肺気腫患者に有効な唇をすぼめて呼吸する方法とそのメカニズム
唇をすぼめて呼吸する(Pursed Lip Breathing)とは
肺気腫の方が呼吸を楽にするための簡単な呼吸法です。鼻から息を吸い、口を細くすぼめて息を吐き出します。まるでストローで息を吹き出すイメージです。
効果と仕組み
この呼吸法は呼吸数を抑え、肺内圧を上げることで気道を開いたまま保ち、息切れを軽減します。また、呼吸に要する労力を減らし、酸素供給を改善します。
主な作用メカニズム
- 胸腔内圧の上昇:唇をすぼめて息を吐くと胸腔内圧が高まり、気道が閉じにくくなります。その結果、呼吸が楽になり、息切れが和らぎます。

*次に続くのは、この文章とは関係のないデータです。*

//! Backend API types shared across asincheck crates
//!
//! # Design Principle
//!
//! This module contains ONLY:
//! - Wire types mirroring the gateway's JSON payloads
//! - Pure functions over those types (status classification, field fallbacks,
//!   usage percentage math)
//!
//! No HTTP client dependencies - the reqwest gateway lives in `asincheck-cli`.

pub mod status;
pub mod types;

pub use status::{
    DetailedStatus, FieldAccessor, StatusClass, StatusDisplay, BRAND_SOURCES,
    PLACEHOLDER_IMAGE_URL, TITLE_SOURCES,
};
pub use types::{
    BillingInfo, BillingInfoResponse, CheckDetails, CheckRequest, CheckResponse, CheckResult,
    LoginRequest, LoginResponse, PendingChange, Plan, RefreshRequest, RefreshResponse,
    SubscriptionData, SubscriptionDataResponse, Usage, UsageReport, UserProfile,
};
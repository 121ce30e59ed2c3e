//! Accumulated check results with view-level sorting and CSV export
//!
//! [`ResultSet`] is the canonical, insertion-ordered list (most recent first).
//! Sorting never reorders it; [`ResultSet::sorted`] returns a borrowed view.

use std::cmp::Ordering;
use std::collections::VecDeque;
use std::io::Write;
use std::path::Path;

use asincheck_common::api::CheckResult;
use asincheck_common::{Error, Result};
use tracing::info;

pub const CSV_HEADER: &str = "ASIN,Title,Brand,Status,Check Date";

/// Canonical result list for the current session
#[derive(Debug, Clone, Default)]
pub struct ResultSet {
    items: VecDeque<CheckResult>,
}

impl ResultSet {
    pub fn new() -> Self {
        Self::default()
    }

    /// Newest result goes first
    pub fn prepend(&mut self, result: CheckResult) {
        self.items.push_front(result);
    }

    pub fn clear(&mut self) {
        self.items.clear();
    }

    pub fn len(&self) -> usize {
        self.items.len()
    }

    pub fn is_empty(&self) -> bool {
        self.items.is_empty()
    }

    pub fn iter(&self) -> impl Iterator<Item = &CheckResult> {
        self.items.iter()
    }

    /// Borrowed view ordered by `spec`
    pub fn sorted(&self, spec: SortSpec) -> Vec<&CheckResult> {
        let mut view: Vec<&CheckResult> = self.items.iter().collect();
        sort_view(&mut view, spec);
        view
    }
}

#[derive(Debug, Clone, Copy, Default, PartialEq, Eq)]
pub enum SortKey {
    /// Canonical order, untouched
    #[default]
    Insertion,
    Asin,
    /// Case-insensitive, through the title fallback chain
    Title,
    /// Display label, not the raw status code
    Status,
}

#[derive(Debug, Clone, Copy, Default, PartialEq, Eq)]
pub enum SortDirection {
    #[default]
    Ascending,
    Descending,
}

impl SortDirection {
    pub fn toggled(self) -> Self {
        match self {
            SortDirection::Ascending => SortDirection::Descending,
            SortDirection::Descending => SortDirection::Ascending,
        }
    }
}

#[derive(Debug, Clone, Copy, Default, PartialEq, Eq)]
pub struct SortSpec {
    pub key: SortKey,
    pub direction: SortDirection,
}

impl SortSpec {
    pub fn new(key: SortKey, direction: SortDirection) -> Self {
        Self { key, direction }
    }

    /// Column-header behavior: same key flips direction, new key starts ascending
    pub fn select(&mut self, key: SortKey) {
        if self.key == key {
            self.direction = self.direction.toggled();
        } else {
            self.key = key;
            self.direction = SortDirection::Ascending;
        }
    }

    pub fn toggle(&mut self) {
        self.direction = self.direction.toggled();
    }
}

fn title_key(result: &CheckResult) -> String {
    result.display_title().unwrap_or("").to_lowercase()
}

fn compare(a: &CheckResult, b: &CheckResult, key: SortKey) -> Ordering {
    match key {
        SortKey::Insertion => Ordering::Equal,
        SortKey::Asin => a.asin.cmp(&b.asin),
        SortKey::Title => title_key(a).cmp(&title_key(b)),
        SortKey::Status => a.status_display().label.cmp(&b.status_display().label),
    }
}

/// Stable sort of a borrowed view
pub fn sort_view(view: &mut [&CheckResult], spec: SortSpec) {
    view.sort_by(|a, b| {
        let ordering = compare(a, b, spec.key);
        match spec.direction {
            SortDirection::Ascending => ordering,
            SortDirection::Descending => ordering.reverse(),
        }
    });
}

// ========================================
// CSV Export
// ========================================

/// Wrap in double quotes, doubling embedded quotes
fn quote_csv(field: &str) -> String {
    format!("\"{}\"", field.replace('"', "\"\""))
}

/// Quote only when the field would otherwise break the row
fn escape_csv(field: &str) -> String {
    if field.contains(',') || field.contains('"') || field.contains('\n') || field.contains('\r') {
        quote_csv(field)
    } else {
        field.to_string()
    }
}

/// Write rows as CSV; every row carries the same `check_date`
pub fn write_csv<W: Write>(rows: &[&CheckResult], check_date: &str, writer: &mut W) -> Result<()> {
    if rows.is_empty() {
        return Err(Error::InvalidInput("No results to export".to_string()));
    }

    writeln!(writer, "{}", CSV_HEADER)?;
    for row in rows {
        writeln!(
            writer,
            "{},{},{},{},{}",
            escape_csv(&row.asin),
            quote_csv(row.display_title().unwrap_or("")),
            quote_csv(row.display_brand().unwrap_or("")),
            escape_csv(&row.status_display().label),
            check_date
        )?;
    }
    Ok(())
}

pub fn export_csv(rows: &[&CheckResult], check_date: &str) -> Result<String> {
    let mut buffer = Vec::new();
    write_csv(rows, check_date, &mut buffer)?;
    String::from_utf8(buffer).map_err(|e| Error::Internal(e.to_string()))
}

/// Export to a file; an empty row set fails before the file is created
pub fn export_to_path(rows: &[&CheckResult], check_date: &str, path: &Path) -> Result<()> {
    let content = export_csv(rows, check_date)?;
    std::fs::write(path, content)?;
    info!("Exported {} results to {}", rows.len(), path.display());
    Ok(())
}

pub fn default_export_file_name(date: &str) -> String {
    format!("asin-results-{}.csv", date)
}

- 呼吸数の減少:呼吸リズムがゆっくりになることで、呼吸筋の負担が軽減し、血中酸素濃度が上がります。
- 横隔膜機能の改善:胸腔圧が上がることで横隔膜が効率的に動き、換気が改善されます。
- 動的過膨張の抑制:運動時に肺が過度に膨らむ「動的過膨張」を防ぎ、呼吸困難を防止します。
実践のポイント
1日数回、数分間行うだけで効果が期待できます。普段の生活に取り入れやすく、特別な機器は不要です。